Northwest Chamber Orchestra
Benaroya Hall, November 20
Benaroya Hall, November 19
Later the same weekend, the Northwest Chamber Orchestra offered a neatly played program of string pieces from or referring to the 18th century: Vivaldi's Concerto in D minor; Grieg's Holberg Suite and Britten's Simple Symphony, both borrowing dance rhythms; Stravinsky's ballet Apollon musagete, the musical equivalent of rococo lacework; and Hindemith's Trauermusik, a somber memorial in the tradition of the baroque tombeau. Most remarkable was the difference in timbre between the NWCO's strings and the much drier sound of Orchestra Seattle, which played Elgar, Haydn, Stravinsky, and Zeitler in the same hall the night before. This difference probably stems from the conductors' priorities. George Shangrow relished bringing out details—turning to caress a pizzicato out of his cellos, for example—and the dryness helped clarify everything. Stern, despite his name, likes a juicier tone; he realized the suspension-laden slow movement of the Vivaldi concerto as a gently shifting wall of sound rather than as the clashing and diverging of individual instruments' lines.

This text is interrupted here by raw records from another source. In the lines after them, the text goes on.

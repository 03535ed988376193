//! Record table with sortable column headers

use ratatui::{
    buffer::Buffer,
    layout::{Alignment, Constraint, Layout, Rect},
    style::{Modifier, Style},
    text::Line,
    widgets::{Block, Borders, Paragraph, Row, StatefulWidget, Table, TableState, Widget},
};

use super::theme::{
    ACCENT_PRIMARY, BORDER_DEFAULT, HEADER_BG, SELECTED_BG, TEXT_MUTED, TEXT_PRIMARY,
};
use crate::data::{Organization, SortDir, SortField};
use crate::util::{sanitize_cell, truncate_to_width};

const COLUMN_SPACING: u16 = 1;

const WIDTHS: [Constraint; 4] = [
    Constraint::Percentage(24),
    Constraint::Percentage(22),
    Constraint::Percentage(18),
    Constraint::Fill(1),
];

/// Header label with an arrow when the column drives the sort
pub fn header_label(
    title: &str,
    column: Option<SortField>,
    sort_field: Option<SortField>,
    sort_dir: SortDir,
) -> String {
    match column {
        Some(field) if Some(field) == sort_field => {
            let arrow = match sort_dir {
                SortDir::Asc => "▲",
                SortDir::Desc => "▼",
            };
            format!("{title} {arrow}")
        }
        _ => title.to_string(),
    }
}

/// Table of the current page of records
pub struct OrgTable<'a> {
    items: &'a [Organization],
    sort_field: Option<SortField>,
    sort_dir: SortDir,
    selected: Option<usize>,
    focused: bool,
}

impl<'a> OrgTable<'a> {
    pub fn new(items: &'a [Organization]) -> Self {
        Self {
            items,
            sort_field: None,
            sort_dir: SortDir::Asc,
            selected: None,
            focused: true,
        }
    }

    pub fn sort(mut self, field: Option<SortField>, dir: SortDir) -> Self {
        self.sort_field = field;
        self.sort_dir = dir;
        self
    }

    pub fn selected(mut self, selected: Option<usize>) -> Self {
        self.selected = selected;
        self
    }

    pub fn focused(mut self, focused: bool) -> Self {
        self.focused = focused;
        self
    }
}

impl Widget for OrgTable<'_> {
    fn render(self, area: Rect, buf: &mut Buffer) {
        let block = Block::default()
            .borders(Borders::ALL)
            .border_style(Style::default().fg(if self.focused {
                ACCENT_PRIMARY
            } else {
                BORDER_DEFAULT
            }));
        let inner = block.inner(area);
        block.render(area, buf);

        let columns = Layout::horizontal(WIDTHS)
            .spacing(COLUMN_SPACING)
            .split(inner);
        let fit = |text: &str, col: usize| {
            truncate_to_width(&sanitize_cell(text), columns[col].width as usize)
        };

        let headers = [
            ("Название", Some(SortField::Name)),
            ("ФИО директора", Some(SortField::Director)),
            ("Номер телефона", None),
            ("Адрес", None),
        ];
        let header = Row::new(headers.iter().enumerate().map(|(col, (title, field))| {
            fit(
                &header_label(title, *field, self.sort_field, self.sort_dir),
                col,
            )
        }))
        .style(
            Style::default()
                .fg(TEXT_PRIMARY)
                .bg(HEADER_BG)
                .add_modifier(Modifier::BOLD),
        );

        let rows = self.items.iter().map(|org| {
            Row::new([
                fit(&org.name, 0),
                fit(&org.director, 1),
                fit(&org.phone, 2),
                fit(&org.address.composed(), 3),
            ])
        });

        let table = Table::new(rows, WIDTHS)
            .header(header)
            .column_spacing(COLUMN_SPACING)
            .row_highlight_style(Style::default().bg(SELECTED_BG).add_modifier(Modifier::BOLD));

        let mut state = TableState::default().with_selected(self.selected);
        StatefulWidget::render(table, inner, buf, &mut state);

        if self.items.is_empty() && inner.height > 2 {
            Paragraph::new(Line::from("Нет записей"))
                .alignment(Alignment::Center)
                .style(Style::default().fg(TEXT_MUTED))
                .render(Rect::new(inner.x, inner.y + 2, inner.width, 1), buf);
        }
    }
}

While Stern pays attention to detail, you have to sit up and listen close. Many of the finer moments in the Grieg and Britten whizzed by at his chosen tempos—in fact, if your ear blinked, so to speak, you missed them altogether.
Seattle Pro Musica
First Lutheran Church of West Seattle, November 21
ArtsWest presents not only concerts but theater, art shows, and educational programs in West Seattle. This eclecticism extends into individual concerts; their recital season opened with three choral works, two song cycles, and a horn solo (a tart little Concertino by Jan Koetsier, bracingly played by Kathleen Vaught Farner and pianist Richard Farner). The 24-voice Seattle Pro Musica, led by Karen P. Thomas, is a gem of a local choir. They effortlessly delivered Britten's Hymn to St. Cecilia, three madrigals by Morten Lauridsen, and four clever settings by Thomas herself of Lewis Carroll poems, all with a wonderful, light texture. The newest work on the program was a truly dreadful cycle by Dominic Argento. Miss Manners on Music (the notion of an advice-column song cycle is problematic to begin with) sets excerpts from Judith Martin's etiquette column for mezzo-soprano (though it was here sung by tenor Stuart Lutzenhiser) and piano (ArtsWest music director Jane Harty). Argento fell into the trap so many composers have in setting prose to music: They end up with a meandering and arbitrary vocal line. I guess his intent was to favor Martin's crisp text by letting the melody flow aimlessly alongside, but the music's numbing randomness did just the opposite, making focusing on the words just plain impossible.